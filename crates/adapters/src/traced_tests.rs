// SPDX-License-Identifier: BUSL-1.1
// Copyright (c) 2026 Alfred Jean LLC

use super::*;
use crate::dispatch::FakeDispatcher;
use crate::schedule::FakeScheduler;
use crate::workload::FakeWorkload;
use rj_core::{Level, RunId, WorkloadInvocation};
use std::sync::{Arc, Mutex};
use tracing_subscriber::fmt::MakeWriter;

/// A writer that captures log output for testing
#[derive(Clone, Default)]
struct CapturedLogs {
    logs: Arc<Mutex<Vec<u8>>>,
}

impl CapturedLogs {
    fn new() -> Self {
        Self::default()
    }

    fn contents(&self) -> String {
        let logs = self.logs.lock().unwrap();
        String::from_utf8_lossy(&logs).to_string()
    }
}

impl std::io::Write for CapturedLogs {
    fn write(&mut self, buf: &[u8]) -> std::io::Result<usize> {
        self.logs.lock().unwrap().extend_from_slice(buf);
        Ok(buf.len())
    }

    fn flush(&mut self) -> std::io::Result<()> {
        Ok(())
    }
}

impl<'a> MakeWriter<'a> for CapturedLogs {
    type Writer = CapturedLogs;

    fn make_writer(&'a self) -> Self::Writer {
        self.clone()
    }
}

/// Run a test with captured tracing output
fn with_tracing<F, Fut>(f: F) -> (String, Fut::Output)
where
    F: FnOnce() -> Fut,
    Fut: std::future::Future,
{
    let logs = CapturedLogs::new();
    let logs_clone = logs.clone();

    let subscriber = tracing_subscriber::fmt()
        .with_max_level(tracing::Level::TRACE)
        .with_writer(logs_clone)
        .with_ansi(false)
        .without_time()
        .finish();

    let result = tracing::subscriber::with_default(subscriber, || {
        tokio::runtime::Builder::new_current_thread()
            .enable_all()
            .build()
            .unwrap()
            .block_on(f())
    });

    (logs.contents(), result)
}

fn workload_ctx() -> WorkloadContext {
    WorkloadContext {
        run_id: RunId::new("run-7"),
        program: "dbt".to_string(),
        invocation: WorkloadInvocation::new("build"),
        input_dir: std::env::temp_dir(),
        output_dir: std::env::temp_dir(),
        env: Vec::new(),
    }
}

#[test]
fn traced_workload_logs_span_and_outcome() {
    let (logs, result) = with_tracing(|| async {
        let fake = FakeWorkload::new()
            .with_events(vec![WorkloadEvent::new(Level::Info, "x", "y")])
            .failing(Some(1));
        let traced = TracedWorkload::new(fake);
        let (tx, _rx) = mpsc::channel(8);
        traced.invoke(&workload_ctx(), tx).await
    });

    assert!(!result.unwrap().success);
    assert!(logs.contains("workload.invoke"), "Logs:\n{}", logs);
    assert!(logs.contains("run-7"), "Logs:\n{}", logs);
    assert!(logs.contains("starting"), "Logs:\n{}", logs);
    assert!(logs.contains("workload finished"), "Logs:\n{}", logs);
    assert!(logs.contains("elapsed_ms"), "Logs:\n{}", logs);
}

#[test]
fn traced_workload_logs_spawn_error() {
    let (logs, result) = with_tracing(|| async {
        let traced = TracedWorkload::new(FakeWorkload::new().erroring("missing dbt"));
        let (tx, _rx) = mpsc::channel(8);
        traced.invoke(&workload_ctx(), tx).await
    });

    assert!(result.is_err());
    assert!(logs.contains("workload could not run"), "Logs:\n{}", logs);
    assert!(logs.contains("missing dbt"), "Logs:\n{}", logs);
}

#[test]
fn traced_dispatcher_logs_create_and_launch() {
    let (logs, result) = with_tracing(|| async {
        let traced = TracedDispatcher::new(FakeDispatcher::new());
        let request =
            DispatchRequest::new(RunId::new("run-9"), WorkloadInvocation::new("run"), "/ns");
        let handle = traced.create(&request).await?;
        traced.launch(&handle).await
    });

    assert!(result.is_ok());
    assert!(logs.contains("dispatch.create"), "Logs:\n{}", logs);
    assert!(logs.contains("job created"), "Logs:\n{}", logs);
    assert!(logs.contains("dispatch.launch"), "Logs:\n{}", logs);
    assert!(logs.contains("job launched"), "Logs:\n{}", logs);
    assert!(logs.contains("backend=\"fake\"") || logs.contains("backend=fake"), "Logs:\n{}", logs);
}

#[test]
fn traced_dispatcher_logs_launch_failure() {
    let (logs, result) = with_tracing(|| async {
        let fake = FakeDispatcher::new();
        fake.fail_launch("quota exceeded");
        let traced = TracedDispatcher::new(fake);
        let request =
            DispatchRequest::new(RunId::new("run-9"), WorkloadInvocation::new("run"), "/ns");
        let handle = traced.create(&request).await?;
        traced.launch(&handle).await
    });

    assert!(matches!(result, Err(DispatchError::LaunchFailed(_))));
    assert!(logs.contains("launch failed"), "Logs:\n{}", logs);
    assert!(logs.contains("quota exceeded"), "Logs:\n{}", logs);
}

#[test]
fn traced_scheduler_logs_save_and_delete() {
    let (logs, result) = with_tracing(|| async {
        let traced = TracedScheduler::new(FakeScheduler::new());
        traced
            .create_or_update("nightly", "0 2 * * *", "http://rj/t", None)
            .await?;
        traced.delete("nightly").await
    });

    assert!(result.unwrap());
    assert!(logs.contains("scheduler.create_or_update"), "Logs:\n{}", logs);
    assert!(logs.contains("schedule saved"), "Logs:\n{}", logs);
    assert!(logs.contains("existed=true"), "Logs:\n{}", logs);
}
__________________________________________________
Reproduce exactly the entries above, limited to the lines from the one with "#[derive(Clone, Default)]" through the one with "impl<'a> MakeWriter<'a> for", both included.

* [EXERCISE SOLUTION]:
#[derive(Clone, Default)]
struct CapturedLogs {
    logs: Arc<Mutex<Vec<u8>>>,
}

impl CapturedLogs {
    fn new() -> Self {
        Self::default()
    }

    fn contents(&self) -> String {
        let logs = self.logs.lock().unwrap();
        String::from_utf8_lossy(&logs).to_string()
    }
}

impl std::io::Write for CapturedLogs {
    fn write(&mut self, buf: &[u8]) -> std::io::Result<usize> {
        self.logs.lock().unwrap().extend_from_slice(buf);
        Ok(buf.len())
    }

    fn flush(&mut self) -> std::io::Result<()> {
        Ok(())
    }
}

impl<'a> MakeWriter<'a> for CapturedLogs {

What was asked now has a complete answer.